La città per Omayma, alle 19 fiaccolata promossa dal Comune

Il femminicidio di Omayma Benghaloum ha posto l’accento sul tema della violenza di genere, ma non solo.  Questa giovane donna uccisa barbaramente era essa stessa simbolo della migliore integrazione, col suo impegno per gli immigrati, la sua partecipazione alla vita sociale della città, il rispetto della propria identità con la mente e il cuore aperto alla cultura del paese che aveva scelto per crescere i suoi figli.

Una donna moderna, che il Comune vuole ricordare organizzando una fiaccolata che si terrà  sabato 12, dalle ore 19, a cui parteciperanno tra gli altri il sindaco, Renato Accorinti, e gli assessori, alle Politiche sociali, e alle Pari Opportunità, Nina Santisi e Patrizia Panarello, promotrici dell’iniziativa.

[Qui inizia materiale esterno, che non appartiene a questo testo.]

//! Scalar statistics over plain `f64` slices.

use core_types::Measure;

/// A sum of squared deviations at or below this fraction of the sum of squares
/// counts as zero variance. Absorbs the rounding left by the mean of a
/// constant series.
const RELATIVE_VARIANCE_EPSILON: f64 = 1e-20;

pub fn mean(xs: &[f64]) -> Option<f64> {
    if xs.is_empty() {
        None
    } else {
        Some(xs.iter().sum::<f64>() / xs.len() as f64)
    }
}

/// Sample standard deviation (`ddof = 1`). Undefined below two samples.
pub fn sample_std(xs: &[f64]) -> Measure {
    if xs.len() < 2 {
        return Measure::Undefined;
    }
    let Some(m) = mean(xs) else {
        return Measure::Undefined;
    };
    let ss: f64 = xs.iter().map(|x| (x - m) * (x - m)).sum();
    Measure::from_f64((ss / (xs.len() - 1) as f64).sqrt())
}

/// Pearson correlation of two equal-length samples.
///
/// Undefined when fewer than two pairs are given or either side has zero
/// variance; never reported as zero in that case.
pub fn pearson(x: &[f64], y: &[f64]) -> Measure {
    let n = x.len().min(y.len());
    if n < 2 {
        return Measure::Undefined;
    }
    let (x, y) = (&x[..n], &y[..n]);
    let (Some(mx), Some(my)) = (mean(x), mean(y)) else {
        return Measure::Undefined;
    };

    let mut cov = 0.0;
    let mut sxx = 0.0;
    let mut syy = 0.0;
    for (xi, yi) in x.iter().zip(y) {
        let dx = xi - mx;
        let dy = yi - my;
        cov += dx * dy;
        sxx += dx * dx;
        syy += dy * dy;
    }

    if is_degenerate(sxx, x) || is_degenerate(syy, y) {
        return Measure::Undefined;
    }
    Measure::from_f64(cov / (sxx * syy).sqrt()).map(|r| r.clamp(-1.0, 1.0))
}

/// True when the series behind `ss` is constant up to rounding.
pub fn is_degenerate(ss: f64, xs: &[f64]) -> bool {
    let scale: f64 = xs.iter().map(|x| x * x).sum();
    ss <= RELATIVE_VARIANCE_EPSILON * scale
}

/// Keeps only the positions where both inputs are defined.
pub fn paired(x: &[Measure], y: &[Measure]) -> (Vec<f64>, Vec<f64>) {
    x.iter()
        .zip(y)
        .filter_map(|(a, b)| Some((a.value()?, b.value()?)))
        .unzip()
}
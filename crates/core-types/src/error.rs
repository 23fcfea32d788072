use chrono::NaiveDate;
use thiserror::Error;

#[derive(Error, Debug, Clone, PartialEq)]
pub enum CoreError {
    #[error("Invalid date range: start {start} is after end {end}")]
    InvalidRange { start: NaiveDate, end: NaiveDate },

    #[error("Weight for {symbol} must be finite, got {weight}")]
    NonFiniteWeight { symbol: String, weight: f64 },

    #[error("A basket needs at least one proxy symbol")]
    EmptyBasket,
}
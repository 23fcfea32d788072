use crate::DataSource;
use crate::error::RetrievalError;
use async_trait::async_trait;
use chrono::{Days, NaiveDate};
use core_types::{DateRange, PricePoint, PriceSeries};
use rand::SeedableRng;
use rand::rngs::StdRng;
use rand_distr::{Distribution, Normal};

pub const MOCK_PROVIDER: &str = "mock";

const DEFAULT_SEED: u64 = 42;
const START_PRICE: f64 = 100.0;
const DAILY_VOLATILITY: f64 = 0.01;

/// Synthetic prices for offline use and tests.
///
/// Each symbol gets its own geometric random walk, one close per calendar
/// day, starting at 100 with normally distributed daily log returns. The walk
/// depends only on the seed, the symbol and the range, so repeated fetches
/// return identical series.
#[derive(Debug, Clone)]
pub struct MockSource {
    seed: u64,
}

impl Default for MockSource {
    fn default() -> Self {
        Self::new(DEFAULT_SEED)
    }
}

impl MockSource {
    pub fn new(seed: u64) -> Self {
        Self { seed }
    }

    /// Generates the walk synchronously; `fetch` is a thin wrapper.
    pub fn generate(&self, symbol: &str, range: &DateRange) -> Result<PriceSeries, RetrievalError> {
        if symbol.trim().is_empty() {
            return Err(RetrievalError::NotFound {
                symbol: symbol.to_string(),
                provider: MOCK_PROVIDER.to_string(),
            });
        }
        let normal = Normal::new(0.0, DAILY_VOLATILITY).map_err(|e| RetrievalError::ProviderUnavailable {
            provider: MOCK_PROVIDER.to_string(),
            reason: e.to_string(),
        })?;
        let mut rng = StdRng::seed_from_u64(self.seed ^ symbol_hash(symbol));

        let mut log_price = START_PRICE.ln();
        let points = dates(range)
            .enumerate()
            .map(|(i, date)| {
                if i > 0 {
                    log_price += normal.sample(&mut rng);
                }
                PricePoint {
                    timestamp: date.and_time(chrono::NaiveTime::MIN).and_utc(),
                    price: log_price.exp(),
                }
            })
            .collect();
        Ok(PriceSeries::new(symbol, points))
    }
}

#[async_trait]
impl DataSource for MockSource {
    fn name(&self) -> &str {
        MOCK_PROVIDER
    }

    async fn fetch(&self, symbol: &str, range: &DateRange) -> Result<PriceSeries, RetrievalError> {
        self.generate(symbol, range)
    }
}

fn dates(range: &DateRange) -> impl Iterator<Item = NaiveDate> + '_ {
    (0..range.days()).filter_map(|offset| range.start.checked_add_days(Days::new(offset as u64)))
}

/// FNV-1a over the symbol bytes; stable across builds, unlike `DefaultHasher`.
fn symbol_hash(symbol: &str) -> u64 {
    symbol
        .bytes()
        .fold(0xcbf2_9ce4_8422_2325, |h, b| (h ^ b as u64).wrapping_mul(0x0100_0000_01b3))
}
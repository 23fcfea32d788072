pub mod enums;
pub mod error;
pub mod measure;
pub mod structs;
pub mod weights;

// Re-export the core types to provide a clean public API.
pub use enums::{AlignmentPolicy, ConstraintKind, ObjectiveKind, ReturnKind, SeriesBasis, SolverKind};
pub use error::CoreError;
pub use measure::Measure;
pub use structs::{DateRange, PricePoint, PriceSeries};
pub use weights::WeightVector;
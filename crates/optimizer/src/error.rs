use analytics::AnalyticsError;
use core_types::{CoreError, WeightVector};
use thiserror::Error;

#[derive(Error, Debug, Clone, PartialEq)]
pub enum OptimizerError {
    #[error("Invalid optimizer constraints: {0}")]
    InvalidConstraints(String),

    #[error("Invalid optimizer input: {0}")]
    InvalidInput(String),

    #[error("Could not build the tracking problem: {0}")]
    Analytics(#[from] AnalyticsError),

    #[error(transparent)]
    Core(#[from] CoreError),

    #[error("Linear solve failed: {0}")]
    LinearAlgebra(String),

    /// The solver ran out of iterations, or the objective stopped being finite.
    /// `best` is the last feasible iterate, offered for diagnosis only.
    #[error(
        "Optimizer diverged after {iterations} iterations (constraint violation {violation:.3e}): {reason}"
    )]
    Diverged {
        best: WeightVector,
        violation: f64,
        iterations: usize,
        reason: String,
    },
}
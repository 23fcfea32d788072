use chrono::{DateTime, Utc};
use core_types::PriceSeries;
use serde::{Deserialize, Serialize};

/// One price slot in an aligned column.
#[derive(Debug, Clone, Copy, PartialEq, Serialize, Deserialize)]
#[serde(rename_all = "snake_case")]
pub enum Cell {
    /// The symbol traded at this timestamp.
    Observed(f64),
    /// Carried forward from the symbol's last observation.
    Filled(f64),
    /// The symbol has no observation at or before this timestamp.
    Missing,
}

impl Cell {
    pub fn price(&self) -> Option<f64> {
        match self {
            Cell::Observed(p) | Cell::Filled(p) => Some(*p),
            Cell::Missing => None,
        }
    }

    pub fn is_filled(&self) -> bool {
        matches!(self, Cell::Filled(_))
    }
}

/// The prices of one symbol over the frame's shared index.
#[derive(Debug, Clone, PartialEq, Serialize, Deserialize)]
pub struct Column {
    symbol: String,
    cells: Vec<Cell>,
}

impl Column {
    pub(crate) fn new(symbol: String, cells: Vec<Cell>) -> Self {
        Self { symbol, cells }
    }

    pub fn symbol(&self) -> &str {
        &self.symbol
    }

    pub fn cells(&self) -> &[Cell] {
        &self.cells
    }

    /// Prices per row, `None` where the cell is missing.
    pub fn prices(&self) -> Vec<Option<f64>> {
        self.cells.iter().map(Cell::price).collect()
    }

    pub fn filled_count(&self) -> usize {
        self.cells.iter().filter(|c| c.is_filled()).count()
    }
}

/// Several price histories laid over one ascending, duplicate-free index.
///
/// Every column holds exactly one cell per index row. Frames are produced by
/// the [`Aligner`](crate::Aligner) and are read-only afterwards.
#[derive(Debug, Clone, PartialEq, Serialize, Deserialize)]
pub struct AlignedFrame {
    index: Vec<DateTime<Utc>>,
    columns: Vec<Column>,
}

impl AlignedFrame {
    pub(crate) fn new(index: Vec<DateTime<Utc>>, columns: Vec<Column>) -> Self {
        debug_assert!(columns.iter().all(|c| c.cells.len() == index.len()));
        Self { index, columns }
    }

    pub fn index(&self) -> &[DateTime<Utc>] {
        &self.index
    }

    /// Number of rows.
    pub fn len(&self) -> usize {
        self.index.len()
    }

    pub fn is_empty(&self) -> bool {
        self.index.is_empty()
    }

    pub fn columns(&self) -> &[Column] {
        &self.columns
    }

    pub fn symbols(&self) -> impl Iterator<Item = &str> {
        self.columns.iter().map(Column::symbol)
    }

    pub fn contains(&self, symbol: &str) -> bool {
        self.column(symbol).is_some()
    }

    pub fn column(&self, symbol: &str) -> Option<&Column> {
        self.columns.iter().find(|c| c.symbol == symbol)
    }

    /// Converts each column back into a price series holding every defined
    /// cell. Forward-filled prices become ordinary observations.
    pub fn to_series(&self) -> Vec<PriceSeries> {
        self.columns
            .iter()
            .map(|column| {
                PriceSeries::from_pairs(
                    column.symbol.clone(),
                    self.index
                        .iter()
                        .zip(&column.cells)
                        .filter_map(|(ts, cell)| cell.price().map(|p| (*ts, p))),
                )
            })
            .collect()
    }
}
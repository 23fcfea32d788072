use crate::error::CoreError;
use serde::{Deserialize, Serialize};
use std::collections::BTreeMap;

/// Weights below this magnitude are treated as summing to zero.
const ZERO_SUM_EPSILON: f64 = 1e-12;

/// An immutable mapping from proxy symbol to portfolio weight.
///
/// Every edit produces a new vector, so a solve running on one vector is never
/// affected by a concurrent UI edit of another.
#[derive(Debug, Clone, PartialEq, Default, Serialize, Deserialize)]
pub struct WeightVector {
    weights: BTreeMap<String, f64>,
}

impl WeightVector {
    /// Builds a vector from `(symbol, weight)` pairs. Weights must be finite.
    pub fn new<I, S>(pairs: I) -> Result<Self, CoreError>
    where
        I: IntoIterator<Item = (S, f64)>,
        S: Into<String>,
    {
        let mut weights = BTreeMap::new();
        for (symbol, weight) in pairs {
            let symbol = symbol.into();
            if !weight.is_finite() {
                return Err(CoreError::NonFiniteWeight { symbol, weight });
            }
            weights.insert(symbol, weight);
        }
        Ok(Self { weights })
    }

    /// The 1/N portfolio over `symbols`.
    pub fn equal<S: AsRef<str>>(symbols: &[S]) -> Result<Self, CoreError> {
        if symbols.is_empty() {
            return Err(CoreError::EmptyBasket);
        }
        let w = 1.0 / symbols.len() as f64;
        Self::new(symbols.iter().map(|s| (s.as_ref().to_string(), w)))
    }

    pub fn get(&self, symbol: &str) -> Option<f64> {
        self.weights.get(symbol).copied()
    }

    /// Returns a copy of this vector with `symbol` set to `weight`.
    pub fn with_weight(&self, symbol: impl Into<String>, weight: f64) -> Result<Self, CoreError> {
        let mut next = self.clone();
        let symbol = symbol.into();
        if !weight.is_finite() {
            return Err(CoreError::NonFiniteWeight { symbol, weight });
        }
        next.weights.insert(symbol, weight);
        Ok(next)
    }

    /// Rescales the weights to sum to one. A vector whose weights sum to zero
    /// falls back to equal weights over the same symbols.
    pub fn normalized(&self) -> Result<Self, CoreError> {
        let total = self.sum();
        if total.abs() < ZERO_SUM_EPSILON {
            let symbols: Vec<&str> = self.symbols().collect();
            return Self::equal(&symbols);
        }
        Self::new(self.weights.iter().map(|(s, w)| (s.clone(), w / total)))
    }

    pub fn sum(&self) -> f64 {
        self.weights.values().sum()
    }

    pub fn len(&self) -> usize {
        self.weights.len()
    }

    pub fn is_empty(&self) -> bool {
        self.weights.is_empty()
    }

    pub fn symbols(&self) -> impl Iterator<Item = &str> {
        self.weights.keys().map(String::as_str)
    }

    pub fn iter(&self) -> impl Iterator<Item = (&str, f64)> {
        self.weights.iter().map(|(s, w)| (s.as_str(), *w))
    }
}
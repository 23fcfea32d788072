//! Primal active-set method for `min ||X w - y||²` over a box, optionally
//! intersected with `Σ w = 1`.
//!
//! Each iteration solves the equality-constrained problem on the free
//! weights, walks towards its solution until a bound blocks, and pins the
//! blocking weight. Once no step is left the Lagrange multipliers of the
//! pinned weights are checked and the most negative one is released.
//!
//! After a zero-length step (a degenerate vertex) the release and blocking
//! choices both fall back to the lowest index, which rules out cycling.

use super::closed_form::equality_step;
use super::{inf_norm, Solution, SolverFailure};
use crate::budget::SolveBudget;
use crate::constraints::FeasibleSet;
use crate::problem::TrackingProblem;
use crate::result::SolveStatus;
use configuration::OptimizerConfig;
use nalgebra::DVector;
use tracing::trace;

/// Relative slack on the multiplier sign test.
const MULTIPLIER_TOLERANCE: f64 = 1e-10;

#[derive(Debug, Clone, Copy, PartialEq, Eq)]
enum Pin {
    Free,
    Lower,
    Upper,
}

pub(crate) fn solve(
    problem: &TrackingProblem,
    set: &FeasibleSet,
    config: &OptimizerConfig,
    budget: &SolveBudget,
) -> Result<Solution, SolverFailure> {
    let n = problem.dim();
    let mut w = set.seed(n);
    let mut pins: Vec<Pin> = w
        .iter()
        .map(|x| {
            if *x <= set.lower {
                Pin::Lower
            } else if *x >= set.upper {
                Pin::Upper
            } else {
                Pin::Free
            }
        })
        .collect();

    let multiplier_scale = 1.0 + inf_norm(&problem.x().tr_mul(problem.y()));
    let mut iteration = 0;
    // The last step pinned a weight without moving.
    let mut degenerate = false;

    loop {
        if let Some(reason) = budget.check(iteration) {
            return Ok(Solution {
                w,
                iterations: iteration,
                status: SolveStatus::Partial(reason),
            });
        }
        if iteration >= config.max_iterations {
            return Err(SolverFailure::Diverged {
                w,
                iterations: iteration,
                reason: "active set did not settle within the iteration limit".to_string(),
            });
        }
        iteration += 1;

        let free: Vec<usize> = (0..n).filter(|&i| pins[i] == Pin::Free).collect();
        let residual = problem.y() - problem.x() * &w;
        let step = if free.is_empty() {
            DVector::zeros(0)
        } else {
            equality_step(&problem.x().select_columns(&free), &residual, set.sum_to_one)?
        };

        if inf_norm(&step) <= config.tolerance {
            let gradient = problem.x().tr_mul(&residual) * -2.0;
            let candidates = multipliers(&gradient, &pins, &free, set.sum_to_one);
            match release(&candidates, -MULTIPLIER_TOLERANCE * multiplier_scale, degenerate) {
                Some((i, mu)) => {
                    trace!(weight = i, multiplier = mu, degenerate, "Releasing pinned weight");
                    pins[i] = Pin::Free;
                    continue;
                }
                None => {
                    return Ok(Solution {
                        w,
                        iterations: iteration,
                        status: SolveStatus::Converged,
                    });
                }
            }
        }

        // Longest step in [0, 1] that keeps every free weight inside the box.
        let mut alpha = 1.0;
        let mut blocking = None;
        for (&i, &p) in free.iter().zip(step.iter()) {
            let (limit, pin) = if p < 0.0 {
                ((set.lower - w[i]) / p, Pin::Lower)
            } else if p > 0.0 {
                ((set.upper - w[i]) / p, Pin::Upper)
            } else {
                continue;
            };
            if limit < alpha {
                alpha = limit.max(0.0);
                blocking = Some((i, pin));
            }
        }

        degenerate = blocking.is_some() && alpha <= 0.0;
        for (&i, &p) in free.iter().zip(step.iter()) {
            w[i] = (w[i] + alpha * p).clamp(set.lower, set.upper);
        }
        if let Some((i, pin)) = blocking {
            w[i] = if pin == Pin::Lower { set.lower } else { set.upper };
            pins[i] = pin;
        }
    }
}

/// Picks the pinned weight to release among multipliers below `threshold`:
/// the most negative one, or the lowest index when the last step was
/// degenerate.
fn release(candidates: &[(usize, f64)], threshold: f64, degenerate: bool) -> Option<(usize, f64)> {
    let mut eligible = candidates.iter().copied().filter(|(_, mu)| *mu < threshold);
    if degenerate {
        eligible.min_by_key(|(i, _)| *i)
    } else {
        eligible.min_by(|a, b| a.1.total_cmp(&b.1).then(a.0.cmp(&b.0)))
    }
}

/// Multipliers of the pinned weights from `g_i + ν` (lower) or `-(g_i + ν)`
/// (upper); `ν` is the budget multiplier, zero without the sum constraint.
fn multipliers(gradient: &DVector<f64>, pins: &[Pin], free: &[usize], sum_to_one: bool) -> Vec<(usize, f64)> {
    let nu = if !sum_to_one {
        0.0
    } else if !free.is_empty() {
        -free.iter().map(|&i| gradient[i]).sum::<f64>() / free.len() as f64
    } else {
        // Every weight is pinned: any ν between the two bracketing gradients
        // works, take the midpoint.
        let lowest_at_lower = pinned(gradient, pins, Pin::Lower).fold(f64::INFINITY, f64::min);
        let highest_at_upper = pinned(gradient, pins, Pin::Upper).fold(f64::NEG_INFINITY, f64::max);
        match (lowest_at_lower.is_finite(), highest_at_upper.is_finite()) {
            (true, true) => -0.5 * (lowest_at_lower + highest_at_upper),
            (true, false) => -lowest_at_lower,
            (false, true) => -highest_at_upper,
            (false, false) => 0.0,
        }
    };

    pins.iter()
        .enumerate()
        .filter_map(|(i, pin)| match pin {
            Pin::Free => None,
            Pin::Lower => Some((i, gradient[i] + nu)),
            Pin::Upper => Some((i, -(gradient[i] + nu))),
        })
        .collect()
}

fn pinned<'a>(gradient: &'a DVector<f64>, pins: &'a [Pin], which: Pin) -> impl Iterator<Item = f64> + 'a {
    pins.iter()
        .enumerate()
        .filter(move |(_, p)| **p == which)
        .map(move |(i, _)| gradient[i])
}
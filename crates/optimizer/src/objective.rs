//! Objectives the optimizer can minimize.
//!
//! An objective maps a weight vector to a scalar over a `TrackingProblem`.
//! Quadratic objectives are solved exactly; anything else goes through the
//! projected-gradient path, which only needs `value` and `gradient`.

use crate::problem::TrackingProblem;
use analytics::stats::pearson;
use core_types::ObjectiveKind;
use nalgebra::DVector;

/// Relative step used by the central-difference gradient.
const FD_STEP: f64 = 1e-6;

pub trait Objective: Send + Sync {
    fn name(&self) -> &'static str;

    /// The objective at `w`. May return a non-finite value where it is undefined.
    fn value(&self, problem: &TrackingProblem, w: &DVector<f64>) -> f64;

    /// The gradient at `w`. Defaults to central differences.
    fn gradient(&self, problem: &TrackingProblem, w: &DVector<f64>) -> DVector<f64> {
        finite_difference_gradient(self, problem, w)
    }

    /// True when the objective is exactly `||X w - y||²`, which unlocks the
    /// closed-form and active-set solvers.
    fn is_least_squares(&self) -> bool {
        false
    }
}

/// Central-difference gradient of any objective.
pub fn finite_difference_gradient<O: Objective + ?Sized>(
    objective: &O,
    problem: &TrackingProblem,
    w: &DVector<f64>,
) -> DVector<f64> {
    let mut grad = DVector::zeros(w.len());
    let mut shifted = w.clone();
    for i in 0..w.len() {
        let h = FD_STEP * w[i].abs().max(1.0);
        shifted[i] = w[i] + h;
        let up = objective.value(problem, &shifted);
        shifted[i] = w[i] - h;
        let down = objective.value(problem, &shifted);
        shifted[i] = w[i];
        grad[i] = (up - down) / (2.0 * h);
    }
    grad
}

/// `Σ (composite - target)²` over the design rows.
#[derive(Debug, Clone, Copy, Default)]
pub struct SumSquaredDrift;

impl Objective for SumSquaredDrift {
    fn name(&self) -> &'static str {
        "sum_squared_drift"
    }

    fn value(&self, problem: &TrackingProblem, w: &DVector<f64>) -> f64 {
        problem.residual(w).norm_squared()
    }

    fn gradient(&self, problem: &TrackingProblem, w: &DVector<f64>) -> DVector<f64> {
        problem.x().tr_mul(&problem.residual(w)) * 2.0
    }

    fn is_least_squares(&self) -> bool {
        true
    }
}

/// `1 - corr(composite, target)`. Infinite where the correlation is undefined,
/// e.g. when every weight is zero.
#[derive(Debug, Clone, Copy, Default)]
pub struct MaxCorrelation;

impl Objective for MaxCorrelation {
    fn name(&self) -> &'static str {
        "max_correlation"
    }

    fn value(&self, problem: &TrackingProblem, w: &DVector<f64>) -> f64 {
        let composite = problem.composite(w);
        match pearson(composite.as_slice(), problem.y().as_slice()).value() {
            Some(rho) => 1.0 - rho,
            None => f64::INFINITY,
        }
    }
}

/// The built-in objective for a configured kind.
pub fn objective_for(kind: ObjectiveKind) -> Box<dyn Objective> {
    match kind {
        ObjectiveKind::SumSquaredDrift => Box::new(SumSquaredDrift),
        ObjectiveKind::MaxCorrelation => Box::new(MaxCorrelation),
    }
}

#[cfg(test)]
mod tests {
    use super::*;
    use analytics::TrackingDesign;
    use approx::assert_abs_diff_eq;
    use chrono::{TimeZone, Utc};

    fn problem() -> TrackingProblem {
        let ts = Utc.with_ymd_and_hms(2024, 1, 1, 0, 0, 0).unwrap();
        TrackingProblem::from_design(&TrackingDesign {
            timestamps: vec![ts; 4],
            proxies: vec!["A".to_string(), "B".to_string()],
            columns: vec![vec![1.0, 2.0, 4.0, 3.0], vec![2.0, 1.0, 0.0, 5.0]],
            target: vec![1.2, 1.9, 3.1, 3.6],
        })
    }

    #[test]
    fn analytic_gradient_matches_finite_differences() {
        let p = problem();
        let w = DVector::from_vec(vec![0.3, 0.8]);
        let analytic = SumSquaredDrift.gradient(&p, &w);
        let numeric = finite_difference_gradient(&SumSquaredDrift, &p, &w);
        for i in 0..2 {
            assert_abs_diff_eq!(analytic[i], numeric[i], epsilon = 1e-5);
        }
    }

    #[test]
    fn correlation_objective_is_zero_on_a_perfect_fit() {
        let p = problem();
        let exact = TrackingProblem::from_design(&TrackingDesign {
            timestamps: vec![Utc.with_ymd_and_hms(2024, 1, 1, 0, 0, 0).unwrap(); 4],
            proxies: p.proxies().to_vec(),
            columns: vec![p.column(0), p.column(1)],
            target: vec![1.5, 1.5, 2.0, 4.0],
        });
        let w = DVector::from_vec(vec![0.5, 0.5]);
        assert_abs_diff_eq!(MaxCorrelation.value(&exact, &w), 0.0, epsilon = 1e-12);
        assert!(MaxCorrelation.value(&exact, &DVector::zeros(2)).is_infinite());
    }

    #[test]
    fn only_squared_drift_is_least_squares() {
        assert!(objective_for(ObjectiveKind::SumSquaredDrift).is_least_squares());
        assert!(!objective_for(ObjectiveKind::MaxCorrelation).is_least_squares());
    }
}
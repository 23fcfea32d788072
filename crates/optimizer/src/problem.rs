use analytics::TrackingDesign;
use nalgebra::{DMatrix, DVector};

/// A tracking design lifted into dense matrices: `X` holds one column per
/// proxy and `y` the target, both over the complete rows of the frame.
#[derive(Debug, Clone)]
pub struct TrackingProblem {
    proxies: Vec<String>,
    x: DMatrix<f64>,
    y: DVector<f64>,
}

impl TrackingProblem {
    pub fn from_design(design: &TrackingDesign) -> Self {
        let rows = design.rows();
        let x = DMatrix::from_fn(rows, design.columns.len(), |i, j| design.columns[j][i]);
        let y = DVector::from_column_slice(&design.target);
        Self {
            proxies: design.proxies.clone(),
            x,
            y,
        }
    }

    pub fn proxies(&self) -> &[String] {
        &self.proxies
    }

    /// Number of weights being solved for.
    pub fn dim(&self) -> usize {
        self.x.ncols()
    }

    pub fn rows(&self) -> usize {
        self.x.nrows()
    }

    pub fn x(&self) -> &DMatrix<f64> {
        &self.x
    }

    pub fn y(&self) -> &DVector<f64> {
        &self.y
    }

    /// The composite `X w` over the design rows.
    pub fn composite(&self, w: &DVector<f64>) -> DVector<f64> {
        &self.x * w
    }

    /// `X w - y`, the drift on every design row.
    pub fn residual(&self, w: &DVector<f64>) -> DVector<f64> {
        self.composite(w) - &self.y
    }

    pub fn column(&self, j: usize) -> Vec<f64> {
        self.x.column(j).iter().copied().collect()
    }
}
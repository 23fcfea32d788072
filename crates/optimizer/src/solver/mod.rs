//! The three solve paths. Each takes a `TrackingProblem` and a `FeasibleSet`
//! and returns raw weights in proxy order; `WeightOptimizer` picks the path
//! and turns the outcome into an `OptimizationResult`.

pub(crate) mod active_set;
pub(crate) mod closed_form;
pub(crate) mod projected_gradient;

use crate::result::SolveStatus;
use nalgebra::DVector;

#[derive(Debug)]
pub(crate) struct Solution {
    pub w: DVector<f64>,
    pub iterations: usize,
    pub status: SolveStatus,
}

#[derive(Debug)]
pub(crate) enum SolverFailure {
    Diverged {
        w: DVector<f64>,
        iterations: usize,
        reason: String,
    },
    LinearAlgebra(String),
}

/// Max-abs norm that is zero for an empty vector.
pub(crate) fn inf_norm(v: &DVector<f64>) -> f64 {
    v.iter().fold(0.0, |m, x| m.max(x.abs()))
}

Il corteo, si muoverà da Piazza Antonello per raggiungere Piazza Unione Europea dopo avere percorso corso Cavour e le vie Tommaso Cannizzaro, Cesare Battisti e Garibaldi. Omayma Benghaloum, per la quale l’assessore Panarello ha proposto nei giorni scorsi l’intitolazione di una strada della città di Messina, era una donna che pensava al futuro delle sue quattro bambini. Di loro adesso si sta occupando il dipartimento dei servizi sociali, assicurando la cura necessaria in una comunità protetta, dove sono ospitate tutte insieme in attesa delle decisioni da parte del Tribunale dei minori.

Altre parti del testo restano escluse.